辣椒枯萎病拮抗木霉菌的篩選及鑒定

章行遠，吳奇飛，卯婷婷*，金義蘭，張昌容，班菲雪，劉少蘭，喬 飛

(1.貴州省植物保護研究所，貴州 貴陽 550006；2.安順學院，貴州 安順 561000)

0 引言

【研究意義】辣椒自15世紀隨哥倫布環球航行被傳出美洲后[1]，中國在明朝時期引入并作為觀賞植物種植。目前中國辣椒種植面積居全球前列，產量位居全球第一[2]。但隨著種植面積擴大，提升經濟效益的同時，辣椒病害的發生日益嚴重，枯萎病是辣椒常見病害之一，發病率一般為15%～30%[3]；長期連作破壞了農田生態系統穩定，導致該病發生率更高。
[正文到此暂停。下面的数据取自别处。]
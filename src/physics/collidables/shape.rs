use glam::Vec2;
use std::fmt;

#[cfg(feature = "serde")]
use serde::{Deserialize, Serialize};

use crate::error::PhysicsError;
use crate::physics::body_properties::RigidPose;
use crate::utilities::BoundingBox;

use super::chain::ChainShape;
use super::circle::CircleShape;
use super::edge::EdgeShape;
use super::polygon::PolygonShape;
use super::ray::{RayCastInput, RayCastOutput};

/// Mass properties of a shape, computed from its geometry and density.
#[derive(Debug, Clone, Copy, PartialEq, Default)]
#[cfg_attr(feature = "serde", derive(Serialize, Deserialize))]
pub struct MassData {
    pub area: f32,
    /// Center of mass in shape space.
    pub centroid: Vec2,
    /// Rotational inertia about the shape origin.
    pub inertia: f32,
    pub mass: f32,
}

pub(crate) fn validate_density(density: f32) -> Result<(), PhysicsError> {
    if !(density >= 0.0) || !density.is_finite() {
        return Err(PhysicsError::InvalidDensity { density });
    }
    Ok(())
}

/// Type tag of a shape. The numeric values order pair canonicalization in the narrow phase.
#[repr(u8)]
#[derive(Debug, Copy, Clone, Eq, PartialEq, Hash, PartialOrd, Ord)]
#[cfg_attr(feature = "serde", derive(Serialize, Deserialize))]
pub enum ShapeType {
    Circle = 0,
    Edge = 1,
    Polygon = 2,
    Chain = 3,
}

impl ShapeType {
    pub const COUNT: usize = 4;

    #[inline(always)]
    pub fn index(self) -> usize {
        self as usize
    }
}

impl fmt::Display for ShapeType {
    fn fmt(&self, f: &mut fmt::Formatter) -> fmt::Result {
        let name = match self {
            ShapeType::Circle => "circle",
            ShapeType::Edge => "edge",
            ShapeType::Polygon => "polygon",
            ShapeType::Chain => "chain",
        };
        f.write_str(name)
    }
}

/// Collision geometry owned by a fixture.
#[derive(Debug, Clone, PartialEq)]
#[cfg_attr(feature = "serde", derive(Serialize, Deserialize))]
pub enum Shape {
    Circle(CircleShape),
    Edge(EdgeShape),
    Polygon(PolygonShape),
    Chain(ChainShape),
}

impl Shape {
    #[inline(always)]
    pub fn shape_type(&self) -> ShapeType {
        match self {
            Shape::Circle(_) => ShapeType::Circle,
            Shape::Edge(_) => ShapeType::Edge,
            Shape::Polygon(_) => ShapeType::Polygon,
            Shape::Chain(_) => ShapeType::Chain,
        }
    }

    /// Number of child primitives. Only chains have more than one.
    #[inline(always)]
    pub fn child_count(&self) -> usize {
        match self {
            Shape::Chain(chain) => chain.child_count(),
            _ => 1,
        }
    }

    /// Skin radius. For circles this is the circle radius.
    #[inline(always)]
    pub fn radius(&self) -> f32 {
        match self {
            Shape::Circle(circle) => circle.radius(),
            Shape::Edge(edge) => edge.radius(),
            Shape::Polygon(polygon) => polygon.radius(),
            Shape::Chain(chain) => chain.radius(),
        }
    }

    #[inline(always)]
    pub fn density(&self) -> f32 {
        match self {
            Shape::Circle(circle) => circle.density(),
            Shape::Edge(edge) => edge.density(),
            Shape::Polygon(polygon) => polygon.density(),
            Shape::Chain(chain) => chain.density(),
        }
    }

    /// Sets the density and recomputes the mass data.
    pub fn set_density(&mut self, density: f32) -> Result<(), PhysicsError> {
        match self {
            Shape::Circle(circle) => circle.set_density(density),
            Shape::Edge(edge) => edge.set_density(density),
            Shape::Polygon(polygon) => polygon.set_density(density),
            Shape::Chain(chain) => chain.set_density(density),
        }
    }

    #[inline(always)]
    pub fn mass_data(&self) -> MassData {
        match self {
            Shape::Circle(circle) => *circle.mass_data(),
            Shape::Polygon(polygon) => *polygon.mass_data(),
            Shape::Edge(edge) => edge.mass_data(),
            Shape::Chain(chain) => chain.mass_data(),
        }
    }

    /// Tests a world space point for containment. Edges and chains have no interior.
    pub fn test_point(&self, transform: &RigidPose, point: Vec2) -> bool {
        match self {
            Shape::Circle(circle) => circle.test_point(transform, point),
            Shape::Polygon(polygon) => polygon.test_point(transform, point),
            Shape::Edge(_) | Shape::Chain(_) => false,
        }
    }

    /// Casts a world space segment against one child of the shape.
    pub fn ray_cast(
        &self,
        input: &RayCastInput,
        transform: &RigidPose,
        child_index: usize,
    ) -> Option<RayCastOutput> {
        match self {
            Shape::Circle(circle) => circle.ray_cast(input, transform),
            Shape::Edge(edge) => edge.ray_cast(input, transform),
            Shape::Polygon(polygon) => polygon.ray_cast(input, transform),
            Shape::Chain(chain) => chain.ray_cast(input, transform, child_index),
        }
    }

    /// World space bounds of one child of the shape.
    pub fn compute_aabb(&self, transform: &RigidPose, child_index: usize) -> BoundingBox {
        match self {
            Shape::Circle(circle) => circle.compute_aabb(transform),
            Shape::Edge(edge) => edge.compute_aabb(transform),
            Shape::Polygon(polygon) => polygon.compute_aabb(transform),
            Shape::Chain(chain) => chain.compute_aabb(transform, child_index),
        }
    }

    /// Bounds of the whole shape across every child.
    pub fn compute_full_aabb(&self, transform: &RigidPose) -> BoundingBox {
        let mut bounds = self.compute_aabb(transform, 0);
        for child in 1..self.child_count() {
            bounds = bounds.merged(&self.compute_aabb(transform, child));
        }
        bounds
    }

    /// Area and world space centroid of the part of the shape below the plane
    /// `dot(normal, x) = offset`. Edges and chains enclose no area.
    pub fn compute_submerged_area(
        &self,
        normal: Vec2,
        offset: f32,
        transform: &RigidPose,
    ) -> (f32, Vec2) {
        match self {
            Shape::Circle(circle) => circle.compute_submerged_area(normal, offset, transform),
            Shape::Polygon(polygon) => polygon.compute_submerged_area(normal, offset, transform),
            Shape::Edge(_) | Shape::Chain(_) => (0.0, Vec2::ZERO),
        }
    }

    /// Compares geometry, ignoring density.
    pub fn compare_to(&self, other: &Shape) -> bool {
        match (self, other) {
            (Shape::Circle(a), Shape::Circle(b)) => a.compare_to(b),
            (Shape::Edge(a), Shape::Edge(b)) => a.compare_to(b),
            (Shape::Polygon(a), Shape::Polygon(b)) => a.compare_to(b),
            (Shape::Chain(a), Shape::Chain(b)) => a.compare_to(b),
            _ => false,
        }
    }
}

impl From<CircleShape> for Shape {
    fn from(shape: CircleShape) -> Self {
        Shape::Circle(shape)
    }
}

impl From<EdgeShape> for Shape {
    fn from(shape: EdgeShape) -> Self {
        Shape::Edge(shape)
    }
}

impl From<PolygonShape> for Shape {
    fn from(shape: PolygonShape) -> Self {
        Shape::Polygon(shape)
    }
}

impl From<ChainShape> for Shape {
    fn from(shape: ChainShape) -> Self {
        Shape::Chain(shape)
    }
}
目前對辣椒枯萎病的防控措施主要為化學防治，雖有高效、使用簡便、成本低廉等優點，但增加了農藥殘留、降低土壤微生物多樣性，并導致土壤硬化、病原菌耐藥性增強等問題。隨著消費者對有機食品需求的日益提高，以及生物技術的發展，挖掘可利用的生防資源防治辣椒枯萎病具有重要意義。【前人研究進展】辣椒枯萎病致病菌為尖孢鐮刀菌萎蔫專化型〔FusariumoxysporumSchl.f.sp.vasinfectum(Atk)Snyder & Hansen〕，17～37℃均可發生，最適生長溫度為24～28℃，潮濕環境有利于病原菌傳播蔓延；病原菌菌絲體和繁殖體厚垣孢子隨病殘體在土壤的表土層越冬，且可存活6～8年；通過風、水等流體傳播；病原菌從根部薄弱部位侵染辣椒，產生有毒物質破壞代謝功能并堵塞導管，導致側根腐爛，降低植株支撐能力，并使葉片喪失生理功能直至植株死亡；植株染病后平均2周死亡[4-5]。許多生防菌對辣椒枯萎病病原菌有抑制作用，劉云龍等[6]研究發現，施用哈茨木霉菌和某些解磷菌可以抑制辣椒疫病和枯萎病的發生并促使作物提前8 d開花，產量提高15%。THANGAVELU等[7-8]研究表明，枯草芽孢桿菌、木霉菌和熒光假單孢菌按照一定比例混配對辣椒枯萎病的病原菌有強抑制作用，并可提高植株體內POX酶、幾丁質酶活性和酚類物質含量，在施用6 d后達最大值，從而提高植株抗病性。王文斌等[9]研究發現，萬壽菊根部物質對辣椒枯萎病菌菌絲生長有顯著抑制作用，抑菌效果隨提取物濃度降低而減弱，50 mg/mL無菌水提取物48 h內抑菌率達100%；萬壽菊根部提取物可顯著提高辣椒幼苗的CAT、SOD和POD活性，增強植株抗病性。張俊慶等[3,10]成功分離到對辣椒枯萎病病原菌有較強拮抗作用的枯草芽孢桿菌、解淀粉芽孢桿菌、萎縮芽孢桿菌和哈茨木霉菌株。【研究切入點】國內外報道用于防治辣椒枯萎病的生防資源相對較少，在貴州鮮見利用生防菌防治辣椒枯萎病的報道。【擬解決的關鍵問題】采用平板稀釋法分離辣椒連作區域內植株根際土壤微生物，再采用平板對峙法篩選對辣椒枯萎病有拮抗效果的生防菌，最后利用菌落直徑測量法結合形態學和分子生物學方法鑒定拮抗菌發酵液抑菌活性及拮抗菌株種類，以期為綠色防控辣椒枯萎病提供有效的生防資源。

1 材料與方法

1.1 材料

1.1.1 土壤 供試土壤為辣椒根際土壤，采自貴州省貴陽市花溪區(北緯26°30′40″，東經106°39′44″，海拔1 174 m，丘陵地形，旱地黃壤土，四季降雨，年均降雨量1 130 mL)辣椒連作區。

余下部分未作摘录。